| PROBLEM TO WORK ON |
What lines below contain the word "derive"? Please pull each one out.

[Stored data entries]
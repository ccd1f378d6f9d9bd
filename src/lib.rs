// Library exports for the server binary, the seed tool and tests
pub mod config;
pub mod db;
pub mod error;
pub mod models;
pub mod render;
pub mod routes;
pub mod services;
pub mod storage;

use std::sync::Arc;

use axum::{
    extract::DefaultBodyLimit,
    routing::{get, post},
    Router,
};
use tower_http::trace::TraceLayer;
use tracing::info;

use config::{Backend, Config};
use services::announcements::AnnouncementService;
use storage::{file::JsonFileStore, postgres::PgStore, AnnouncementStore};

/// Request body cap. Far above a maximal submission (5000 four-byte
/// characters, JSON-escaped), so oversize text is truncated, not refused.
pub const MAX_BODY_BYTES: usize = 1024 * 1024;

/// Application state shared across all handlers.
#[derive(Clone)]
pub struct AppState {
    pub announcements: Arc<AnnouncementService>,
}

impl AppState {
    pub fn new(store: Arc<dyn AnnouncementStore>) -> Self {
        Self {
            announcements: Arc::new(AnnouncementService::new(store)),
        }
    }
}

/// Open the backend selected by `config`, migrating the database if asked to.
pub async fn open_store(config: &Config) -> anyhow::Result<Arc<dyn AnnouncementStore>> {
    match config.backend {
        Backend::File => {
            let store = JsonFileStore::new(&config.data_file);
            store.ensure_file()?;
            info!(path = %config.data_file.display(), "Using JSON file storage");
            Ok(Arc::new(store))
        }
        Backend::Postgres => {
            let pool = db::create_pool(config).await?;
            if config.run_migrations {
                db::run_migrations(&pool).await?;
            }
            info!(
                min = config.pool_min,
                max = config.pool_max,
                "Database connected"
            );
            Ok(Arc::new(PgStore::new(pool, config.fetch_limit)))
        }
    }
}

pub fn router(state: AppState) -> Router {
    Router::new()
        .route("/", get(routes::announcements::index))
        .route("/add", post(routes::announcements::add_announcement))
        .route("/healthcheck", get(routes::health::healthcheck))
        .route("/metrics", get(routes::metrics::metrics_handler))
        .layer(TraceLayer::new_for_http())
        .layer(DefaultBodyLimit::max(MAX_BODY_BYTES))
        .with_state(state)
}

#[cfg(test)]
mod tests {
    use super::*;
    use axum::body::{to_bytes, Body};
    use axum::http::{header, Request, StatusCode};
    use serde_json::{json, Value};
    use tempfile::TempDir;
    use tower::ServiceExt;

    fn app(dir: &TempDir) -> (Router, JsonFileStore) {
        let store = JsonFileStore::new(dir.path().join("announcements.json"));
        (router(AppState::new(Arc::new(store.clone()))), store)
    }

    async fn body_string(response: axum::response::Response) -> String {
        let bytes = to_bytes(response.into_body(), usize::MAX).await.unwrap();
        String::from_utf8(bytes.to_vec()).unwrap()
    }

    fn post_json(body: &str) -> Request<Body> {
        Request::builder()
            .method("POST")
            .uri("/add")
            .header(header::CONTENT_TYPE, "application/json")
            .body(Body::from(body.to_string()))
            .unwrap()
    }

    fn post_form(body: &str) -> Request<Body> {
        Request::builder()
            .method("POST")
            .uri("/add")
            .header(header::CONTENT_TYPE, "application/x-www-form-urlencoded")
            .body(Body::from(body.to_string()))
            .unwrap()
    }

    #[tokio::test]
    async fn test_healthcheck_ok() {
        let dir = TempDir::new().unwrap();
        let (app, _) = app(&dir);

        let response = app
            .oneshot(Request::builder().uri("/healthcheck").body(Body::empty()).unwrap())
            .await
            .unwrap();

        assert_eq!(response.status(), StatusCode::OK);
        let body: Value = serde_json::from_str(&body_string(response).await).unwrap();
        assert_eq!(body, json!({ "ok": true }));
    }

    #[tokio::test]
    async fn test_json_submission_returns_created_item() {
        let dir = TempDir::new().unwrap();
        let (app, store) = app(&dir);

        let response = app
            .oneshot(post_json(r#"{"title": " Lunch ", "text": "Pizza on Friday"}"#))
            .await
            .unwrap();

        assert_eq!(response.status(), StatusCode::CREATED);
        let body: Value = serde_json::from_str(&body_string(response).await).unwrap();
        assert_eq!(body["ok"], true);
        assert_eq!(body["item"]["title"], "Lunch");
        assert_eq!(body["item"]["text"], "Pizza on Friday");
        assert_eq!(store.read_all().unwrap()[0].id, body["item"]["id"].as_str().unwrap());
    }

    #[tokio::test]
    async fn test_form_submission_redirects_home() {
        let dir = TempDir::new().unwrap();
        let (app, store) = app(&dir);

        let response = app
            .oneshot(post_form("title=Fire+drill&text=Tuesday%2C+10%3A00"))
            .await
            .unwrap();

        assert_eq!(response.status(), StatusCode::SEE_OTHER);
        assert_eq!(response.headers()[header::LOCATION], "/");
        let items = store.read_all().unwrap();
        assert_eq!(items[0].title, "Fire drill");
        assert_eq!(items[0].text, "Tuesday, 10:00");
    }

    #[tokio::test]
    async fn test_invalid_submissions_are_400() {
        let dir = TempDir::new().unwrap();
        let (app, store) = app(&dir);

        for request in [
            post_json(r#"{"title": "", "text": "x"}"#),
            post_json(r#"{"title": "x", "text": 5}"#),
            post_json("{not json"),
            post_form("title=+&text=+"),
        ] {
            let response = app.clone().oneshot(request).await.unwrap();
            assert_eq!(response.status(), StatusCode::BAD_REQUEST);
            let body: Value = serde_json::from_str(&body_string(response).await).unwrap();
            assert_eq!(
                body,
                json!({ "ok": false, "error": "Both 'title' and 'text' are required." })
            );
        }
        assert!(store.read_all().unwrap().is_empty());
    }

    #[tokio::test]
    async fn test_long_text_is_truncated_not_rejected() {
        let dir = TempDir::new().unwrap();
        let (app, store) = app(&dir);

        let body = json!({ "title": "t", "text": "a".repeat(70_000) }).to_string();
        let response = app.clone().oneshot(post_json(&body)).await.unwrap();

        assert_eq!(response.status(), StatusCode::CREATED);
        let body: Value = serde_json::from_str(&body_string(response).await).unwrap();
        assert_eq!(body["item"]["text"].as_str().unwrap().chars().count(), 5000);

        // worst case for a form: multi-byte characters, percent-encoded
        let form = format!("title=t&text={}", "%F0%9F%93%A3".repeat(6000));
        let response = app.oneshot(post_form(&form)).await.unwrap();
        assert_eq!(response.status(), StatusCode::SEE_OTHER);

        let items = store.read_all().unwrap();
        assert_eq!(items.len(), 2);
        assert!(items.iter().all(|a| a.text.chars().count() == 5000));
    }

    #[tokio::test]
    async fn test_body_over_limit_is_413() {
        let dir = TempDir::new().unwrap();
        let (app, store) = app(&dir);

        let body = json!({ "title": "t", "text": "a".repeat(MAX_BODY_BYTES) }).to_string();
        let response = app.oneshot(post_json(&body)).await.unwrap();

        assert_eq!(response.status(), StatusCode::PAYLOAD_TOO_LARGE);
        let body: Value = serde_json::from_str(&body_string(response).await).unwrap();
        assert_eq!(body["ok"], false);
        assert_ne!(body["error"], "Both 'title' and 'text' are required.");
        assert!(store.read_all().unwrap().is_empty());
    }

    #[tokio::test]
    async fn test_index_lists_newest_first() {
        let dir = TempDir::new().unwrap();
        let (app, _) = app(&dir);

        for title in ["first", "second"] {
            let body = format!(r#"{{"title": "{title}", "text": "body"}}"#);
            let response = app.clone().oneshot(post_json(&body)).await.unwrap();
            assert_eq!(response.status(), StatusCode::CREATED);
        }

        let response = app
            .oneshot(Request::builder().uri("/").body(Body::empty()).unwrap())
            .await
            .unwrap();
        assert_eq!(response.status(), StatusCode::OK);
        let html = body_string(response).await;
        assert!(html.contains("2 item(s)"));
        assert!(html.find(">second<").unwrap() < html.find(">first<").unwrap());
    }

    #[tokio::test]
    async fn test_metrics_are_exposed() {
        let dir = TempDir::new().unwrap();
        let (app, _) = app(&dir);
        let response = app.clone().oneshot(post_json(r#"{"title": "t", "text": "x"}"#)).await.unwrap();
        assert_eq!(response.status(), StatusCode::CREATED);

        let response = app
            .oneshot(Request::builder().uri("/metrics").body(Body::empty()).unwrap())
            .await
            .unwrap();
        assert_eq!(response.status(), StatusCode::OK);
        assert!(body_string(response).await.contains("announcements_created_total"));
    }
}
//! HTML for the board page.
//!
//! Rendering is a pure function of the items and the render time; the time
//! zone of `now` is also the zone item timestamps are shown in.

use std::fmt;

use chrono::{DateTime, TimeZone};

use crate::models::announcement::{Announcement, TEXT_MAX_CHARS, TITLE_MAX_CHARS};

const STYLE: &str = r#"
    body { font-family: system-ui, -apple-system, Segoe UI, Roboto, Arial, sans-serif; margin: 24px; }
    .row { display: flex; gap: 12px; align-items: center; flex-wrap: wrap; }
    .card { border: 1px solid #ddd; border-radius: 12px; padding: 14px; margin: 12px 0; }
    .muted { color: #666; font-size: 0.92rem; }
    input, textarea { width: 100%; padding: 10px; border-radius: 10px; border: 1px solid #ccc; box-sizing: border-box; }
    textarea { min-height: 90px; resize: vertical; }
    button { padding: 10px 14px; border-radius: 10px; border: 1px solid #333; background: #111; color: #fff; cursor: pointer; }
    button.secondary { background: #fff; color: #111; border: 1px solid #ccc; }
    .grid { display: grid; grid-template-columns: 1fr; gap: 12px; max-width: 900px; }
    .top { display: flex; justify-content: space-between; align-items: baseline; gap: 12px; flex-wrap: wrap; }
    .badge { display: inline-block; padding: 2px 10px; border-radius: 999px; border: 1px solid #ddd; font-size: 0.85rem; }
    .title { font-size: 1.05rem; font-weight: 650; margin: 0 0 6px 0; }
    .text { white-space: pre-wrap; margin: 0; }
    form { margin: 0; }
"#;

pub fn escape_html(raw: &str) -> String {
    let mut out = String::with_capacity(raw.len());
    for c in raw.chars() {
        match c {
            '&' => out.push_str("&amp;"),
            '<' => out.push_str("&lt;"),
            '>' => out.push_str("&gt;"),
            '"' => out.push_str("&quot;"),
            '\'' => out.push_str("&#x27;"),
            _ => out.push(c),
        }
    }
    out
}

/// `2024-05-01 14:03:07 +02:00`, in the zone of `tz`.
pub fn human_time<Tz>(at: &DateTime<chrono::Utc>, tz: &Tz) -> String
where
    Tz: TimeZone,
    Tz::Offset: fmt::Display,
{
    at.with_timezone(tz).format("%Y-%m-%d %H:%M:%S %Z").to_string()
}

pub fn index_page<Tz>(items: &[Announcement], now: &DateTime<Tz>) -> String
where
    Tz: TimeZone,
    Tz::Offset: fmt::Display,
{
    let tz = now.timezone();
    let mut cards = String::new();
    if items.is_empty() {
        cards.push_str(
            r#"      <div class="card">
        <div class="muted">No announcements yet. Add the first one above.</div>
      </div>
"#,
        );
    }
    for item in items {
        cards.push_str(&format!(
            r#"      <div class="card">
        <div class="title">{title}</div>
        <div class="muted">{when}</div>
        <p class="text">{text}</p>
      </div>
"#,
            title = escape_html(&item.title),
            when = human_time(&item.created_at, &tz),
            text = escape_html(&item.text),
        ));
    }

    format!(
        r#"<!doctype html>
<html lang="en">
<head>
  <meta charset="utf-8" />
  <meta name="viewport" content="width=device-width,initial-scale=1" />
  <meta http-equiv="refresh" content="60" />
  <title>Announcements Board</title>
  <style>{STYLE}  </style>
</head>
<body>
  <div class="grid">
    <div class="top">
      <div>
        <h1 style="margin:0;">Announcements Board</h1>
        <div class="muted">Auto-refreshes every minute • Last render: {now_human}</div>
      </div>
      <div class="row">
        <span class="badge">{count} item(s)</span>
        <button class="secondary" onclick="window.location.reload()">Refresh now</button>
      </div>
    </div>

    <div class="card">
      <h2 style="margin:0 0 10px 0; font-size:1rem;">Add announcement</h2>
      <form method="post" action="/add">
        <div style="margin-bottom:10px;">
          <label class="muted">Title</label>
          <input name="title" maxlength="{TITLE_MAX_CHARS}" required placeholder="Short title..." />
        </div>
        <div style="margin-bottom:10px;">
          <label class="muted">Text</label>
          <textarea name="text" maxlength="{TEXT_MAX_CHARS}" required placeholder="Write your announcement..."></textarea>
        </div>
        <div class="row">
          <button type="submit">Add</button>
          <span class="muted">Tip: page refreshes automatically every 60s.</span>
        </div>
      </form>
    </div>

{cards}  </div>
</body>
</html>
"#,
        now_human = now.format("%Y-%m-%d %H:%M:%S"),
        count = items.len(),
    )
}
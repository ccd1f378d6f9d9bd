use std::sync::{Arc, Mutex};

use chrono::{DateTime, Duration, SubsecRound, Utc};
use tracing::{error, info};

use crate::{
    models::announcement::{Announcement, NewAnnouncement, TEXT_MAX_CHARS, TITLE_MAX_CHARS},
    services::metrics,
    storage::{AnnouncementStore, StoreError},
};

pub const REQUIRED_FIELDS_MESSAGE: &str = "Both 'title' and 'text' are required.";

#[derive(Debug, thiserror::Error)]
pub enum ServiceError {
    #[error("{}", REQUIRED_FIELDS_MESSAGE)]
    Validation,

    #[error(transparent)]
    Store(#[from] StoreError),
}

/// Strip surrounding whitespace and cap at `max_chars` characters, trimming
/// whatever whitespace the cut leaves at the end. Missing input is empty.
pub fn normalize_field(raw: Option<&str>, max_chars: usize) -> String {
    let trimmed = raw.unwrap_or_default().trim();
    match trimmed.char_indices().nth(max_chars) {
        Some((cut, _)) => trimmed[..cut].trim_end().to_string(),
        None => trimmed.to_string(),
    }
}

pub struct AnnouncementService {
    store: Arc<dyn AnnouncementStore>,
    last_issued: Mutex<Option<DateTime<Utc>>>,
}

impl AnnouncementService {
    pub fn new(store: Arc<dyn AnnouncementStore>) -> Self {
        Self {
            store,
            last_issued: Mutex::new(None),
        }
    }

    pub fn backend(&self) -> &'static str {
        self.store.backend()
    }

    /// Validate a submission and persist it.
    pub async fn create(
        &self,
        title_raw: Option<&str>,
        text_raw: Option<&str>,
    ) -> Result<Announcement, ServiceError> {
        let title = normalize_field(title_raw, TITLE_MAX_CHARS);
        let text = normalize_field(text_raw, TEXT_MAX_CHARS);
        if title.is_empty() || text.is_empty() {
            metrics::REJECTED_COUNTER.inc();
            return Err(ServiceError::Validation);
        }

        let new = NewAnnouncement {
            title,
            text,
            created_at: self.next_instant(),
        };

        let backend = self.backend();
        match self.store.insert(new).await {
            Ok(item) => {
                metrics::CREATED_COUNTER.with_label_values(&[backend]).inc();
                info!(id = %item.id, backend, "Announcement created");
                Ok(item)
            }
            Err(e) => {
                metrics::STORAGE_ERRORS_COUNTER
                    .with_label_values(&[backend, "insert"])
                    .inc();
                error!(backend, "Failed to store announcement: {e}");
                Err(e.into())
            }
        }
    }

    /// Every announcement, newest first.
    pub async fn list_all(&self) -> Result<Vec<Announcement>, ServiceError> {
        let backend = self.backend();
        match self.store.list().await {
            Ok(items) => {
                metrics::LISTED_GAUGE
                    .with_label_values(&[backend])
                    .set(items.len() as f64);
                Ok(items)
            }
            Err(e) => {
                metrics::STORAGE_ERRORS_COUNTER
                    .with_label_values(&[backend, "list"])
                    .inc();
                error!(backend, "Failed to list announcements: {e}");
                Err(e.into())
            }
        }
    }

    pub async fn health(&self) -> Result<(), StoreError> {
        self.store.health().await
    }

    /// Current UTC time at microsecond precision, strictly after the last
    /// instant this service handed out.
    fn next_instant(&self) -> DateTime<Utc> {
        let now = Utc::now().trunc_subsecs(6);
        let mut last = self
            .last_issued
            .lock()
            .unwrap_or_else(|poisoned| poisoned.into_inner());
        let issued = match *last {
            Some(prev) if now <= prev => prev + Duration::microseconds(1),
            _ => now,
        };
        *last = Some(issued);
        issued
    }
}
use std::fs;
use std::path::{Path, PathBuf};

use thiserror::Error;

use crate::config::types::VenueConfig;

/// Errors that can occur when loading configuration.
#[derive(Debug, Error)]
pub enum ConfigError {
    #[error("Failed to read config file '{path}': {source}")]
    ReadError {
        path: PathBuf,
        #[source]
        source: std::io::Error,
    },

    #[error("Failed to parse config file '{path}': {source}")]
    ParseError {
        path: PathBuf,
        #[source]
        source: toml::de::Error,
    },

    #[error("Config validation failed: {message}")]
    ValidationError { message: String },
}

impl VenueConfig {
    /// Returns the path to the configuration file.
    ///
    /// `~/.config/tableside/config.toml` on Unix, or the platform
    /// equivalent via `dirs::config_dir()`. Falls back to the current
    /// directory if no config dir is available.
    pub fn config_path() -> PathBuf {
        let config_dir = dirs::config_dir().unwrap_or_else(|| PathBuf::from("."));
        config_dir.join("tableside").join("config.toml")
    }

    /// Loads configuration from the default config file.
    ///
    /// A missing file yields `VenueConfig::default()`.
    pub fn load() -> Result<Self, ConfigError> {
        Self::load_from(&Self::config_path())
    }

    /// Loads configuration from a specific path.
    pub fn load_from(path: &Path) -> Result<Self, ConfigError> {
        if !path.exists() {
            return Ok(VenueConfig::default());
        }

        let content = fs::read_to_string(path).map_err(|e| ConfigError::ReadError {
            path: path.to_path_buf(),
            source: e,
        })?;

        let config: VenueConfig = toml::from_str(&content).map_err(|e| ConfigError::ParseError {
            path: path.to_path_buf(),
            source: e,
        })?;

        config.validate()?;
        Ok(config)
    }

    /// Validates the configuration.
    pub fn validate(&self) -> Result<(), ConfigError> {
        if self.name.trim().is_empty() {
            return Err(ConfigError::ValidationError {
                message: "Venue name must not be empty".to_string(),
            });
        }

        if self.reservation_duration_minutes == 0 {
            return Err(ConfigError::ValidationError {
                message: "Reservation duration must be at least one minute".to_string(),
            });
        }

        if self.base_url.trim().is_empty() {
            return Err(ConfigError::ValidationError {
                message: "Base URL must not be empty".to_string(),
            });
        }

        Ok(())
    }
}
use crate::domain::DishId;
use crate::mvi::Intent;

/// Fetch lifecycle and marking events for the favorites slice.
#[derive(Debug, Clone)]
pub enum FavoritesIntent {
    /// A fetch has started.
    Loading,
    /// The fetch completed; replaces the set.
    LoadSuccess { dish_ids: Vec<DishId> },
    /// The fetch failed with a user-presentable message.
    LoadFailure { message: String },
    /// User marked a dish. Idempotent: marking twice is a no-op.
    Add { dish_id: DishId },
}

impl Intent for FavoritesIntent {}
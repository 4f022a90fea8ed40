//! HTTP implementation of the menu gateway.
//!
//! The app's content — menu, comments, favorites — is served as JSON
//! collections under a single base URL. This client fetches and decodes
//! them; the domain store turns the results into slice transitions.

use async_trait::async_trait;
use reqwest::Client;
use serde::de::DeserializeOwned;

use crate::domain::{Comment, Dish, DishId};
use crate::ports::{FetchError, MenuGateway};

/// Menu gateway backed by the remote JSON service.
#[derive(Debug, Clone)]
pub struct HttpMenuGateway {
    client: Client,
    base_url: String,
}

impl HttpMenuGateway {
    /// Build a gateway for the given service root, e.g. `http://localhost:3001`.
    pub fn new(base_url: impl Into<String>) -> Self {
        let base_url = base_url.into().trim_end_matches('/').to_string();
        Self {
            client: Client::new(),
            base_url,
        }
    }

    async fn fetch_json<T: DeserializeOwned>(&self, path: &str) -> Result<T, FetchError> {
        let url = format!("{}/{}", self.base_url, path);
        tracing::debug!(url = %url, "Fetching");

        let response = self
            .client
            .get(&url)
            .send()
            .await
            .map_err(|e| FetchError::Transport(e.to_string()))?;

        let status = response.status();
        if !status.is_success() {
            return Err(FetchError::Status(status.as_u16()));
        }

        response
            .json::<T>()
            .await
            .map_err(|e| FetchError::Decode(e.to_string()))
    }
}

#[async_trait]
impl MenuGateway for HttpMenuGateway {
    async fn fetch_dishes(&self) -> Result<Vec<Dish>, FetchError> {
        self.fetch_json("dishes").await
    }

    async fn fetch_comments(&self) -> Result<Vec<Comment>, FetchError> {
        self.fetch_json("comments").await
    }

    async fn fetch_favorites(&self) -> Result<Vec<DishId>, FetchError> {
        self.fetch_json("favorites").await
    }
}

| EXERCISE OUTPUT |
#[derive(Clone)]
#[derive(Debug, thiserror::Error)]
#[derive(Debug, Error)]
#[derive(Debug, Clone)]
#[derive(Debug, Clone)]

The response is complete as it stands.